ATHENS, Ga. - Newly discovered infectious diseases of free-living wild animals may pose an increasing and significant threat to human health and to global biodiversity, according to a just-published report.

While emerging human diseases such as Ebola have grabbed headlines in recent years, similar diseases in wildlife have been understudied, and few regulations concerning exotic disease threats to wild animals or systems for surveillance are in place to prevent their spread.

"With a new wave of globalization on an unprecedented level, we don't even know what the greatest threats are in terms of emerging infectious diseases of wildlife," said Dr. Peter Daszak of the University of Georgia's Institute of Ecology and department of botany. "The problem has largely been ignored by policy makers and the threat that these wildlife pose to human, directly or indirectly, should be taken far more seriously."

A new report on the scope of the problem was published today in the journal Science.
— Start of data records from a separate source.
use std::collections::HashMap;
use std::sync::Arc;
use std::time::Duration;

use tokio::sync::mpsc;
use tokio::task::JoinHandle;

use crate::error::Result;
use crate::media::reassembler::DEFAULT_RECEIVE_BUFFER_SIZE;
use crate::protocol::request::USER_AGENT;
use crate::protocol::{Protocol, RtspClient};
use crate::session::controller::Context;
use crate::session::{SessionController, SessionEvent, SessionEvents, SessionId, SinkFactory, Termination};

/// How long queued TEARDOWNs may take to flush once every session closed.
const TEARDOWN_GRACE: Duration = Duration::from_millis(500);

/// What to do when DESCRIBE succeeded but no substream could be set up.
#[derive(Debug, Clone, Copy, Default, PartialEq, Eq)]
pub enum EmptySetupPolicy {
    /// Send PLAY regardless; the session then ends on its timer or on a
    /// server error.
    #[default]
    PlayAnyway,
    /// Shut the session down as failed.
    Shutdown,
}

/// Client-level configuration shared by every session.
#[derive(Debug, Clone)]
pub struct ClientConfig {
    /// `User-Agent` sent with every request; also the RTCP CNAME.
    pub user_agent: String,
    /// Receive buffer capacity per substream; larger frames are truncated.
    pub receive_buffer_size: usize,
    /// Added to the expected duration before the session is shut down.
    pub duration_slop: Duration,
    pub empty_setup_policy: EmptySetupPolicy,
    /// Interval between RTCP receiver reports.
    pub rtcp_report_interval: Duration,
    /// Frames a substream queues before dropping the oldest.
    pub max_pending_frames: usize,
}

impl Default for ClientConfig {
    fn default() -> Self {
        Self {
            user_agent: USER_AGENT.to_string(),
            receive_buffer_size: DEFAULT_RECEIVE_BUFFER_SIZE,
            duration_slop: Duration::from_secs(2),
            empty_setup_policy: EmptySetupPolicy::PlayAnyway,
            rtcp_report_interval: Duration::from_secs(5),
            max_pending_frames: 64,
        }
    }
}

/// Creates the protocol collaborator for a newly opened session.
pub trait Connector {
    fn connect(
        &mut self,
        url: &str,
        events: SessionEvents,
        config: &Arc<ClientConfig>,
    ) -> Result<Box<dyn Protocol>>;
}

/// Connects over RTSP/UDP with [`RtspClient`].
#[derive(Debug, Default)]
pub struct RtspConnector;

impl Connector for RtspConnector {
    fn connect(
        &mut self,
        url: &str,
        events: SessionEvents,
        config: &Arc<ClientConfig>,
    ) -> Result<Box<dyn Protocol>> {
        Ok(Box::new(RtspClient::new(url, events, config.clone())?))
    }
}

/// Owns every open session and the event loop that drives them.
///
/// All sessions share one event channel; [`run`](Self::run) hands each
/// event to its controller, one at a time. The registry counts open
/// sessions and finishes when the last one closes, reporting how that
/// session ended.
pub struct StreamRegistry {
    ctx: Context,
    connector: Box<dyn Connector>,
    sessions: HashMap<SessionId, SessionController>,
    next_id: SessionId,
    active: usize,
    last: Option<Termination>,
    closing: Vec<JoinHandle<()>>,
    events_tx: mpsc::UnboundedSender<(SessionId, SessionEvent)>,
    events_rx: mpsc::UnboundedReceiver<(SessionId, SessionEvent)>,
}

impl StreamRegistry {
    pub fn new(config: ClientConfig, sinks: Box<dyn SinkFactory>) -> Self {
        Self::with_connector(config, sinks, Box::new(RtspConnector))
    }

    /// Create a registry with a custom protocol connector.
    pub fn with_connector(
        config: ClientConfig,
        sinks: Box<dyn SinkFactory>,
        connector: Box<dyn Connector>,
    ) -> Self {
        let (events_tx, events_rx) = mpsc::unbounded_channel();
        Self {
            ctx: Context {
                config: Arc::new(config),
                sinks,
            },
            connector,
            sessions: HashMap::new(),
            next_id: 1,
            active: 0,
            last: None,
            closing: Vec::new(),
            events_tx,
            events_rx,
        }
    }

    /// Open a session for `url` and issue its DESCRIBE.
    ///
    /// Returns `None` (and registers nothing) if the protocol client cannot
    /// be created, e.g. for a malformed URL. Must be called within a tokio
    /// runtime.
    pub fn open(&mut self, url: &str) -> Option<SessionId> {
        let id = self.next_id;
        let events = SessionEvents::new(id, self.events_tx.clone());

        let protocol = match self.connector.connect(url, events.clone(), &self.ctx.config) {
            Ok(protocol) => protocol,
            Err(e) => {
                tracing::error!(url, error = %e, "failed to create an RTSP client");
                return None;
            }
        };

        self.next_id += 1;
        let mut controller = SessionController::new(protocol, events);
        controller.begin();
        self.sessions.insert(id, controller);
        self.active += 1;
        Some(id)
    }

    /// Sessions that have been opened and not yet closed.
    pub fn active_sessions(&self) -> usize {
        self.active
    }

    /// Dispatch events until every open session has closed.
    ///
    /// Returns how the last session to close ended, or
    /// [`Termination::Failed`] if no session was ever opened.
    pub async fn run(&mut self) -> Termination {
        while self.active > 0 {
            let Some((id, event)) = self.events_rx.recv().await else {
                break;
            };
            let Some(controller) = self.sessions.get_mut(&id) else {
                tracing::trace!(session = id, "event for unknown session dropped");
                continue;
            };
            if let Some(termination) = controller.handle(event, &mut self.ctx) {
                self.close(id, termination);
            }
        }

        self.flush().await;
        self.last.unwrap_or(Termination::Failed)
    }

    fn close(&mut self, id: SessionId, termination: Termination) {
        let Some(controller) = self.sessions.remove(&id) else {
            return;
        };
        self.active -= 1;
        self.last = Some(termination);
        tracing::debug!(
            session = id,
            url = %controller.url(),
            remaining = self.active,
            "session removed"
        );
        if let Some(task) = controller.into_background() {
            self.closing.push(task);
        }
    }

    /// Give closed sessions' connections a moment to send TEARDOWN.
    async fn flush(&mut self) {
        let tasks = std::mem::take(&mut self.closing);
        let drained = tokio::time::timeout(TEARDOWN_GRACE, async {
            for task in tasks {
                let _ = task.await;
            }
        })
        .await;
        if drained.is_err() {
            tracing::debug!("connections still busy at exit");
        }
    }
}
Co-authors of the paper are Dr. Andrew Cunningham of the Zoological Society of London and Dr. Alex Hyatt of the Australian Animal Health Laboratory.

Human history is filled with the catastrophic consequences of emerging infectious diseases. The introduction of smallpox, typhus and measles by the conquistadores in the 15th and 16th centuries resulted in a staggering 50 million deaths among native South Americans. Despite suspicious that disease may have caused similar effects on wildlife, systematic studies of emerging infectious diseases of wild animals and their effect on human populations have been few and far between.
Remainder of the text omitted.